Saat Italia LockDown, Kekerasan Meningkat!

italy lockdown penjarahan
italy lockdown terjadi penjarahan

Pariwisata Indonesia—Hai Gaaees!

Jeritan pelaku penjarahan, ‘Kita harus makan.” Buntut dari terjadinya kekerasan, aparat polisi Sisilia melakukan penjagaan ketat bagi penduduk setempat akibat adanya penjarahan supermarket.  Pihak keamanan berseragam lengkap dengan pentungan dan senjata. Keadaan sudah teratasi dan kembali normal. Hadirnya Polisi untuk melindungi masyarakat yang berbelanja di supermarket di Sisilia, Italia. Polisi datang dengan penjagaan penuh berdasar adanya laporan masyarakat terjadi penjarahan oleh penduduk setempat, penjarah tidak lagi mampu membeli makanan.

Virus corona baru telah merenggut lebih dari 10.000 jiwa di seluruh negara Mediterania, sekitar sepertiga dari total dunia, menciptakan keadaan darurat terburuk yang diketahui Italia sejak Perang Dunia II.

Secara bersamaan, itu telah mengikis ekonomi, yang merupakan yang terbesar ketiga di Uni Eropa sebelum penyakit baru mencapai pantai Italia dari Cina bulan lalu.

Penguncian yang dirancang untuk meredam penularan covid-19. Menutup hampir semua lokasinya sejak 12 Maret, dan tentu keputusan ini punya dampak masif bagi mereka yang berkantoran.
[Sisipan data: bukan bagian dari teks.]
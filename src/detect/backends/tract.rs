#![cfg(feature = "backend-tract")]

use std::path::Path;

use anyhow::{anyhow, Context, Result};
use image::imageops::{self, FilterType};
use tract_onnx::prelude::*;

use crate::detect::backend::{Detector, DEFAULT_CONFIDENCE};
use crate::encode;
use crate::roi::{self, BoundingBox, Rect};

/// COCO class index for "person".
const PERSON_CLASS: usize = 0;
const DEFAULT_IOU_THRESHOLD: f32 = 0.45;

/// Tract-based person detector for YOLOv8-style ONNX models.
///
/// Expects a `[1, 3, H, W]` float input and a `[1, 4 + classes, anchors]`
/// output of `cx, cy, w, h` followed by per-class scores. Only the model
/// file is read from disk; inference makes no network calls.
pub struct TractDetector {
    model: TypedRunnableModel<TypedModel>,
    input_width: u32,
    input_height: u32,
    confidence: f32,
    iou_threshold: f32,
}

impl TractDetector {
    /// Load an ONNX model from disk and prepare it for inference.
    pub fn new<P: AsRef<Path>>(model_path: P, input_width: u32, input_height: u32) -> Result<Self> {
        let model_path = model_path.as_ref();
        let model = tract_onnx::onnx()
            .model_for_path(model_path)
            .with_context(|| format!("failed to load ONNX model from {}", model_path.display()))?
            .with_input_fact(
                0,
                InferenceFact::dt_shape(
                    f32::datum_type(),
                    tvec!(1, 3, input_height as usize, input_width as usize),
                ),
            )
            .context("failed to set input fact")?
            .into_optimized()
            .context("failed to optimize ONNX model")?
            .into_runnable()
            .context("failed to build runnable ONNX model")?;

        Ok(Self {
            model,
            input_width,
            input_height,
            confidence: DEFAULT_CONFIDENCE,
            iou_threshold: DEFAULT_IOU_THRESHOLD,
        })
    }

    fn build_input(&self, frame: &[u8], width: u32, height: u32) -> Result<Tensor> {
        let rgb = encode::i420_to_rgb(frame, width, height)?;
        let resized = imageops::resize(&rgb, self.input_width, self.input_height, FilterType::Triangle);

        let input = tract_ndarray::Array4::from_shape_fn(
            (1, 3, self.input_height as usize, self.input_width as usize),
            |(_, channel, y, x)| resized.get_pixel(x as u32, y as u32)[channel] as f32 / 255.0,
        );
        Ok(input.into_tensor())
    }

    fn decode_boxes(&self, outputs: TVec<TValue>, width: u32, height: u32) -> Result<Vec<BoundingBox>> {
        let output = outputs
            .first()
            .ok_or_else(|| anyhow!("model produced no outputs"))?;
        let preds = output
            .to_array_view::<f32>()
            .context("model output tensor was not f32")?
            .into_dimensionality::<tract_ndarray::Ix3>()
            .context("model output is not [1, 4 + classes, anchors]")?;

        let rows = preds.shape()[1];
        if rows <= 4 {
            return Err(anyhow!("model output has {} rows, expected class scores", rows));
        }
        let anchors = preds.shape()[2];
        let scale_x = width as f32 / self.input_width as f32;
        let scale_y = height as f32 / self.input_height as f32;

        let mut candidates: Vec<(BoundingBox, f32)> = Vec::new();
        for i in 0..anchors {
            let (class, score) = (4..rows)
                .map(|row| (row - 4, preds[[0, row, i]]))
                .fold((0, f32::NEG_INFINITY), |best, cur| if cur.1 > best.1 { cur } else { best });
            if class != PERSON_CLASS || score <= self.confidence {
                continue;
            }

            let (cx, cy) = (preds[[0, 0, i]] * scale_x, preds[[0, 1, i]] * scale_y);
            let (w, h) = (preds[[0, 2, i]] * scale_x, preds[[0, 3, i]] * scale_y);
            let x1 = (cx - w / 2.0).clamp(0.0, width as f32);
            let y1 = (cy - h / 2.0).clamp(0.0, height as f32);
            let x2 = (cx + w / 2.0).clamp(0.0, width as f32);
            let y2 = (cy + h / 2.0).clamp(0.0, height as f32);
            candidates.push((
                BoundingBox::new(x1 as i32, y1 as i32, (x2 - x1) as i32, (y2 - y1) as i32),
                score,
            ));
        }

        non_max_suppression(&mut candidates, self.iou_threshold);
        Ok(candidates.into_iter().map(|(b, _)| b).collect())
    }
}

impl Detector for TractDetector {
    fn name(&self) -> &'static str {
        "tract"
    }

    fn detect(
        &mut self,
        frame: &[u8],
        width: u32,
        height: u32,
        rois: Option<&[Rect]>,
    ) -> Result<Vec<BoundingBox>> {
        let input = self.build_input(frame, width, height)?;
        let outputs = self
            .model
            .run(tvec!(input.into()))
            .context("ONNX inference failed")?;
        let boxes = self.decode_boxes(outputs, width, height)?;
        let accepted = roi::filter_boxes(boxes, rois);
        if !accepted.is_empty() {
            log::debug!("tract detector accepted {} person boxes", accepted.len());
        }
        Ok(accepted)
    }

    fn set_confidence_threshold(&mut self, confidence: f32) {
        self.confidence = confidence;
        log::info!("tract detector confidence threshold set to {:.3}", confidence);
    }

    fn confidence_threshold(&self) -> f32 {
        self.confidence
    }

    fn warm_up(&mut self) -> Result<()> {
        let (w, h) = (self.input_width, self.input_height);
        let blank = vec![128u8; (w * h * 3 / 2) as usize];
        self.detect(&blank, w, h, None).map(|_| ())
    }
}

/// Greedy NMS: keep the highest-scoring box, drop those overlapping it.
fn non_max_suppression(boxes: &mut Vec<(BoundingBox, f32)>, iou_threshold: f32) {
    boxes.sort_by(|a, b| b.1.total_cmp(&a.1));
    let mut kept = 0;
    for index in 0..boxes.len() {
        let suppressed = (0..kept).any(|prev| iou(&boxes[prev].0, &boxes[index].0) > iou_threshold);
        if !suppressed {
            boxes.swap(kept, index);
            kept += 1;
        }
    }
    boxes.truncate(kept);
}

fn iou(a: &BoundingBox, b: &BoundingBox) -> f32 {
    let ix = ((a.x + a.w).min(b.x + b.w) - a.x.max(b.x)).max(0) as f32;
    let iy = ((a.y + a.h).min(b.y + b.h) - a.y.max(b.y)).max(0) as f32;
    let inter = ix * iy;
    let union = (a.w * a.h + b.w * b.h) as f32 - inter;
    if union <= 0.0 {
        0.0
    } else {
        inter / union
    }
}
Rasa putus asa dan kecemasan terlihat di semua tempat dan berita ini turun dari laporan reportase lapangan pada hari Kamis di Sisilia, Sudut Kota yang paling berkembang di Italia.

AFP pun mengutip dari harian La Repubblica, sekelompok penduduk setempat kehabisan salah satu supermarket Palermo tanpa membayar.

Italy Kerusuhan Akibat Virus Korona
Foto: Miguel MEDINA / AFP

“Kami tidak punya uang untuk membayar, kami harus makan,” seseorang berteriak ke kasir. Di kota-kota Sisilia lainnya, pemilik toko kecil mengalami keadaan mencekam. Dalam keadaan dan suasana tertekan penduduk setempat meminta  makanan dan tidak mau bayar, kata Il Corriere della Sera.

Koran itu menulis tentang “bom waktu sosial” yang berdetak di wilayah tersebut, yang merupakan rumah bagi sekitar lima juta orang, dan yang secara resmi mencatat 57 kematian dari COVID-19.

“Saya khawatir kekhawatiran yang dibagikan oleh banyak penduduk – tentang kesehatan, pendapatan, masa depan – akan berubah menjadi kemarahan dan kebencian jika krisis ini berlanjut,” Giuseppe Provenzano, menteri Italia yang mengawasi wilayah selatan, mengatakan kepada La Repubblica.

Seorang wartawan AFP melihat empat polisi bersenjata menjaga salah satu pintu masuk supermarket Palermo pada Sabtu sore.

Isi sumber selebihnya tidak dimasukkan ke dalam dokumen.